- [Given information]
+++
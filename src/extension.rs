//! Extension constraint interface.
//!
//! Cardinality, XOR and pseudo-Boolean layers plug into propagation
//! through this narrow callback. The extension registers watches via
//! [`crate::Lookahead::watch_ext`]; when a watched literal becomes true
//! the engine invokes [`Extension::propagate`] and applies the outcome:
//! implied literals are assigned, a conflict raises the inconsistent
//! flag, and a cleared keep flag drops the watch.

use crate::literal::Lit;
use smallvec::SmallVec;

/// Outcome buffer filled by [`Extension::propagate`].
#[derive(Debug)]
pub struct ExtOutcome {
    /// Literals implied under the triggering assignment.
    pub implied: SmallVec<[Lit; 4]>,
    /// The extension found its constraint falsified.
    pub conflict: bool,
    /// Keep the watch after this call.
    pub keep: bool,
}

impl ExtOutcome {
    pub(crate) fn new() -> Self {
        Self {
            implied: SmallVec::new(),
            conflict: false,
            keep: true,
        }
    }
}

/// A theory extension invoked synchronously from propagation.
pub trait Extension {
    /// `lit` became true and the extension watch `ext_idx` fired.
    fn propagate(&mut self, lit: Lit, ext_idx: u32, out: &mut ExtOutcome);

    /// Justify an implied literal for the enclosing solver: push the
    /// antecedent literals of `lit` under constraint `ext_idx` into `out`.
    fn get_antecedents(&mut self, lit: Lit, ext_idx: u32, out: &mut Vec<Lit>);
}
+++
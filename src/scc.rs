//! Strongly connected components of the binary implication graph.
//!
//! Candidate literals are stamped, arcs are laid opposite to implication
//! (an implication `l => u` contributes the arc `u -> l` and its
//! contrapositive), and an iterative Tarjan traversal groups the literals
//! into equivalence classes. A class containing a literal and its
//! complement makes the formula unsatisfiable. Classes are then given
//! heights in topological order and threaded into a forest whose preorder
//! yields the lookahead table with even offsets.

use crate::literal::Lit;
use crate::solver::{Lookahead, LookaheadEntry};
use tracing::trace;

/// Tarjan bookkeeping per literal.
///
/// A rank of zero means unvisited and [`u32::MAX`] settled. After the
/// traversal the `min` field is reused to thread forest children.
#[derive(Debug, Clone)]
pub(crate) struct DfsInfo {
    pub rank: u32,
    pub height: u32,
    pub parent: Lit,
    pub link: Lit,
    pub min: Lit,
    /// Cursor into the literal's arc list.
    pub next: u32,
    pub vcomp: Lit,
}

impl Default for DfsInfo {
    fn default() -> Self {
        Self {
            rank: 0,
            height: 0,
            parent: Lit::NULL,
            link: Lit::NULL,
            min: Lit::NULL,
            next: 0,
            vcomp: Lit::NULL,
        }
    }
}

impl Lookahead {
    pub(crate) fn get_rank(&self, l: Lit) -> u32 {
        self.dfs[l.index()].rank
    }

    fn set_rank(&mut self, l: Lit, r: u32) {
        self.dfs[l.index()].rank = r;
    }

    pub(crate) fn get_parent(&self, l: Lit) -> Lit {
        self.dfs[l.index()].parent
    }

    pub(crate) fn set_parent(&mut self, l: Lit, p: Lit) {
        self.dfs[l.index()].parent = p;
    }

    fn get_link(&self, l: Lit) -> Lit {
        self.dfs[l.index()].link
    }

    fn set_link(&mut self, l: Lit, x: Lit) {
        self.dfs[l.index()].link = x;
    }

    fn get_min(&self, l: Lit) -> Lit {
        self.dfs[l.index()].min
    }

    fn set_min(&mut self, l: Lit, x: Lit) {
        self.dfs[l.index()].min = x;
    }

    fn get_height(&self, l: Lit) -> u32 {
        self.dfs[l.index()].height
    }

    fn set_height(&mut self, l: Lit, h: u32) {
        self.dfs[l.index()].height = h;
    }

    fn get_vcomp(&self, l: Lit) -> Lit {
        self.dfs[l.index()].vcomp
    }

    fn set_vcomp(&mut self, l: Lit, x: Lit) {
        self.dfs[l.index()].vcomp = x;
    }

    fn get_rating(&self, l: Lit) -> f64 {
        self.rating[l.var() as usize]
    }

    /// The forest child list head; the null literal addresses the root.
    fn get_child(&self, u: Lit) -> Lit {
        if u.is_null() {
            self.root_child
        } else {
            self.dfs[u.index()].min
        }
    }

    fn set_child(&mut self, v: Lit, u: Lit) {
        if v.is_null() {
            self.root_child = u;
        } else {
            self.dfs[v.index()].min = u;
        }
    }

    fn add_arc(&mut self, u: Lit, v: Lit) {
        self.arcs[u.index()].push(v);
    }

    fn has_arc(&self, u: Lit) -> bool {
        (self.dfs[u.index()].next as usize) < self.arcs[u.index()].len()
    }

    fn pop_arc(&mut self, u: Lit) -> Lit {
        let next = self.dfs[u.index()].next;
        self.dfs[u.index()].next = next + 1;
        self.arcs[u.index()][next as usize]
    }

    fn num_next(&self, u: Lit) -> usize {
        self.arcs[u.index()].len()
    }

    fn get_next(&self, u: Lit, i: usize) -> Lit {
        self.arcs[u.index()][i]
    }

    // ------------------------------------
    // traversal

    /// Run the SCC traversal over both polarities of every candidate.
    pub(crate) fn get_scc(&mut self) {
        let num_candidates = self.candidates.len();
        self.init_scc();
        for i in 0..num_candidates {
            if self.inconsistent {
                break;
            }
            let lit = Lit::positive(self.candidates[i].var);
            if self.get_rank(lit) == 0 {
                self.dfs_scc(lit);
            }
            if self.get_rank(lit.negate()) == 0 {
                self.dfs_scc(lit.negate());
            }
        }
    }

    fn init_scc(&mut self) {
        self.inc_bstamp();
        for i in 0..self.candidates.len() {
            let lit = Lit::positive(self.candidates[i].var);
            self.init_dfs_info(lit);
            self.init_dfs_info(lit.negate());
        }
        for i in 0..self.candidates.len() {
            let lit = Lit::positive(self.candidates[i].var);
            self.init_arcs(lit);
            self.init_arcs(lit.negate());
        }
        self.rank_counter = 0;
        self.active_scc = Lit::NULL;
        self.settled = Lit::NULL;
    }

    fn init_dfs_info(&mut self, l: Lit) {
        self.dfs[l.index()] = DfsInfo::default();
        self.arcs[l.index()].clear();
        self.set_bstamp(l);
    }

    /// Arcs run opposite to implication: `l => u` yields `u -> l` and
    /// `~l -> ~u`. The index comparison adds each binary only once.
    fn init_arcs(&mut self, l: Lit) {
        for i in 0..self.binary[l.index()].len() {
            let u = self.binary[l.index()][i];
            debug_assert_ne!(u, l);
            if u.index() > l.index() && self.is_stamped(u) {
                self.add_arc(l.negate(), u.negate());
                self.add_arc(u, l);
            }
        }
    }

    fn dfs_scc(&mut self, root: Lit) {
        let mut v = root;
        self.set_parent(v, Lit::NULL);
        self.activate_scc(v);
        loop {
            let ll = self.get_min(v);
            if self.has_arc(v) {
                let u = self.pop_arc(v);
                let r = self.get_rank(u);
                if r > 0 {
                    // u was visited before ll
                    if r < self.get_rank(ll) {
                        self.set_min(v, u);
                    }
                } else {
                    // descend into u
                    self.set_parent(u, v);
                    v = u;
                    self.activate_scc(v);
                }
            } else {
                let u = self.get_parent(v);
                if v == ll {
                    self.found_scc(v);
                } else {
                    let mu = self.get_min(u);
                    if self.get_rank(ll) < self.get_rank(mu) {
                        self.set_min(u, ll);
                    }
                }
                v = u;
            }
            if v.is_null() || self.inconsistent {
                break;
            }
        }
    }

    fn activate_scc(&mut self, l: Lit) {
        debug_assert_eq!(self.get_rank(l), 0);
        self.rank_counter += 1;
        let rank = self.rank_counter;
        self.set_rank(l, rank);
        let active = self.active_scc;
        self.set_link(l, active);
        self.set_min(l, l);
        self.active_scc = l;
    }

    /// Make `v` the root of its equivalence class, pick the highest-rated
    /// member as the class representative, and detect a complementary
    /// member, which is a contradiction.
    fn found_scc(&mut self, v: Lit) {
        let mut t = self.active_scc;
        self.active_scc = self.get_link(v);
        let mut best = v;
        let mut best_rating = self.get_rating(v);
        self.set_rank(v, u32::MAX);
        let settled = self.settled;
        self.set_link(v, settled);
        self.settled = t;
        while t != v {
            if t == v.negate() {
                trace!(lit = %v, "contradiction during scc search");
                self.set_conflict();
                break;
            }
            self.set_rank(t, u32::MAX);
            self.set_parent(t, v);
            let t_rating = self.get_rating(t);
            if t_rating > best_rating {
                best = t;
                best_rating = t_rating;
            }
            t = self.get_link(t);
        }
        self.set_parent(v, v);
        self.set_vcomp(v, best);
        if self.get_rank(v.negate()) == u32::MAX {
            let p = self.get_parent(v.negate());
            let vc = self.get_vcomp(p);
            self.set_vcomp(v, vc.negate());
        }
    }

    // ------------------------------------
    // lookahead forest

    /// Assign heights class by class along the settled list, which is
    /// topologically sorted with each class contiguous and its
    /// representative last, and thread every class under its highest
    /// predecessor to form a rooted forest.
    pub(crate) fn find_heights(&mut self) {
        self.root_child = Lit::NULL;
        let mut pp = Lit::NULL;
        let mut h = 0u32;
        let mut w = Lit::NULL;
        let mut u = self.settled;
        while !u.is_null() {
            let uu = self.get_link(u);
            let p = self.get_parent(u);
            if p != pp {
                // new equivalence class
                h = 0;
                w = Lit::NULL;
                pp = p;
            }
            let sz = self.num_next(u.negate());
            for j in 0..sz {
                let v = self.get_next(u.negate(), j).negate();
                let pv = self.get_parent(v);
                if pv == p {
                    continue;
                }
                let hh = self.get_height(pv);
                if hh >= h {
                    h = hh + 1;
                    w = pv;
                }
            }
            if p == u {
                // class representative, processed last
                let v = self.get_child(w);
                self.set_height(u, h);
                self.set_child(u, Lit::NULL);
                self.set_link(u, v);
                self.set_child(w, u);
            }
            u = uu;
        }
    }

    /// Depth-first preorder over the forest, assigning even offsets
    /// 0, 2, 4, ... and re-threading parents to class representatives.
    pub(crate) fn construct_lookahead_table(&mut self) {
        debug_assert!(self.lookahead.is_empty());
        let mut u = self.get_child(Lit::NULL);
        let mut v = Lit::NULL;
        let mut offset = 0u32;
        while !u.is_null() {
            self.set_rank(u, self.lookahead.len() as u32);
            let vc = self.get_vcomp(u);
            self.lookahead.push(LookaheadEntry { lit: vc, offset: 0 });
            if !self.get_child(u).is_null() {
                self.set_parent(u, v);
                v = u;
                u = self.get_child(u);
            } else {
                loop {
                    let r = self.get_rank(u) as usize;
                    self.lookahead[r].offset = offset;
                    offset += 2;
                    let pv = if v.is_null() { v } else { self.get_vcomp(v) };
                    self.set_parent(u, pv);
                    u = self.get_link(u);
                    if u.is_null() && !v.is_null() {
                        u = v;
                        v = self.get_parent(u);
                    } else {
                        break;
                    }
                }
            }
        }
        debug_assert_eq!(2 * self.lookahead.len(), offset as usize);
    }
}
+++
- [Task goal] Retype, exactly and in full, the lines above from the one containing "self.found_scc(v);" through the one containing "self.set_conflict();".

- [Your response]
                    self.found_scc(v);
                } else {
                    let mu = self.get_min(u);
                    if self.get_rank(ll) < self.get_rank(mu) {
                        self.set_min(u, ll);
                    }
                }
                v = u;
            }
            if v.is_null() || self.inconsistent {
                break;
            }
        }
    }

    fn activate_scc(&mut self, l: Lit) {
        debug_assert_eq!(self.get_rank(l), 0);
        self.rank_counter += 1;
        let rank = self.rank_counter;
        self.set_rank(l, rank);
        let active = self.active_scc;
        self.set_link(l, active);
        self.set_min(l, l);
        self.active_scc = l;
    }

    /// Make `v` the root of its equivalence class, pick the highest-rated
    /// member as the class representative, and detect a complementary
    /// member, which is a contradiction.
    fn found_scc(&mut self, v: Lit) {
        let mut t = self.active_scc;
        self.active_scc = self.get_link(v);
        let mut best = v;
        let mut best_rating = self.get_rating(v);
        self.set_rank(v, u32::MAX);
        let settled = self.settled;
        self.set_link(v, settled);
        self.settled = t;
        while t != v {
            if t == v.negate() {
                trace!(lit = %v, "contradiction during scc search");
                self.set_conflict();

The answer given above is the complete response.